Erin Kelly earns Peter T. Luckie Award for Outstanding Research
at the Spring 2020 Undergraduate Research Exhibition

Image of Erin Kelly

Erin Kelly, a rising Senior majoring in Biochemistry and Molecular Biology, has earned the Peter T. Luckie Award for Outstanding Research at the Spring 2020 Undergraduate Research Exhibition.  The exhibition, which was held April 15 – 17th, was conducted differently than in prior years.  Due to the circumstances surrounding the COVID-19 pandemic the event was forced to adapt its usual in-person format to a new virtual one.  Presentations were posted digitally with public access from April 15th beginning at 4:00 pm through April 17th ending at 4:00 pm.  Due to concerns over intellectual property rights, student presentations were only made available for viewing by the public during this time.

Erin’s research project was entitled “Investigating the Protein PF3D7_0420300 as a Potential Drug Target in the Malaria Inducing Parasite Plasmodium falciparum.”  Her research aims to characterize a potential drug target in Plasmodium falciparum, which is a protozoan parasite that invades human red blood cells causing malaria.  Malaria is a devastating disease characterized by high fevers and, according to a 2018 World Health Organization (WHO) Report, resulted in 219 million people becoming infected, with nearly 435,000 resulting in death. Exacerbating the issue is that while several antimalarials exist, Plasmodium falciparum are becoming increasingly resistant to currently known medications.

The need to combat Plasmodium falciparum, and ultimately malaria, has never been greater.  In order to do so a better understanding of the parasite is required, down to the molecular level.  Plasmodium falciparum has several functional proteins, yet much of its life cycle appears to be regulated in the blood system by proteins known as transcription factors (ApiAP2 proteins).  

Erin is working to understand the role of a specific transcription factor within the parasite (PF3D7_0420300). Using a circular piece of DNA, in which she constructed, she is working to induce a misfold of PF3D7_0420300 that will render it useless.  By observing how the protein responds without the function of the now inert protein, she hopes to gain valuable insight into the protein’s purpose within the parasite, and ultimately whether or not the protein is a potential target for future medications.  

“Plasmodium are challenging to combat with drugs because they are eukaryotic organisms, meaning they are somewhat closely related to humans,” Erin said.  “So, when developing anti-malarial drugs, the drugs must have a target that can only be found within the plasmodium, and not within a human.” Erin continued “The apiAP2 protein transcription factors that I am investigating happen to have ancestry in plants, which are non-eukaryotic. This provides the perfect target to attack in Plasmodium falciparum that will not hurt people if the drug was taken into the human body. 

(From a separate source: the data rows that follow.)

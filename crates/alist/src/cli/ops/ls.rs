use std::fmt;

use clap::Args;
use comfy_table::Table;

use alistfs::ListEntry;
use common::FsError;

use crate::cli::op::{OpenError, RemotePath};

#[derive(Args, Debug, Clone)]
pub struct Ls {
    /// Directory to list, as remote:path
    pub target: RemotePath,
}

#[derive(Debug)]
pub struct LsItem {
    pub is_dir: bool,
    pub name: String,
    pub size: Option<u64>,
    pub modified: String,
}

#[derive(Debug)]
pub struct LsOutput {
    pub items: Vec<LsItem>,
}

impl fmt::Display for LsOutput {
    fn fmt(&self, f: &mut fmt::Formatter<'_>) -> fmt::Result {
        if self.items.is_empty() {
            return write!(f, "No items found");
        }

        let mut table = Table::new();
        table.set_header(vec!["TYPE", "NAME", "SIZE", "MODIFIED"]);
        for item in &self.items {
            let type_str = if item.is_dir { "dir" } else { "file" };
            table.add_row(vec![
                type_str.to_string(),
                item.name.clone(),
                item.size.map(|s| s.to_string()).unwrap_or_else(|| "-".into()),
                item.modified.clone(),
            ]);
        }
        write!(f, "{table}")
    }
}

#[derive(Debug, thiserror::Error)]
pub enum LsError {
    #[error(transparent)]
    Open(#[from] OpenError),
    #[error("list failed: {0}")]
    Fs(#[from] FsError),
}

#[async_trait::async_trait]
impl crate::cli::op::Op for Ls {
    type Error = LsError;
    type Output = LsOutput;

    async fn execute(&self, ctx: &crate::cli::op::OpContext) -> Result<Self::Output, Self::Error> {
        let (fs, path) = ctx.open(&self.target).await?;
        let entries = fs.list(&path, &ctx.cancel).await?;

        let mut items: Vec<LsItem> = entries
            .into_iter()
            .map(|entry| match entry {
                ListEntry::Dir(dir) => LsItem {
                    is_dir: true,
                    name: dir.name,
                    size: None,
                    modified: dir.modified.format("%Y-%m-%d %H:%M:%S").to_string(),
                },
                ListEntry::Object(object) => LsItem {
                    is_dir: false,
                    name: object.path().leaf().to_string(),
                    size: Some(object.size()),
                    modified: object.modified().format("%Y-%m-%d %H:%M:%S").to_string(),
                },
            })
            .collect();
        items.sort_by(|a, b| b.is_dir.cmp(&a.is_dir).then_with(|| a.name.cmp(&b.name)));

        Ok(LsOutput { items })
    }
}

Erin believes that once she has fully characterized PF3D7_0420300 it will prove to be suitable target for new anti-malarial medications.  Her hope is that her research can provide insight into the development of new medications that could not only save the lived of hundred of thousands or people, but also prevent the socioeconomic impacts malaria has inflicted in tropic and subtopic regions around the globe.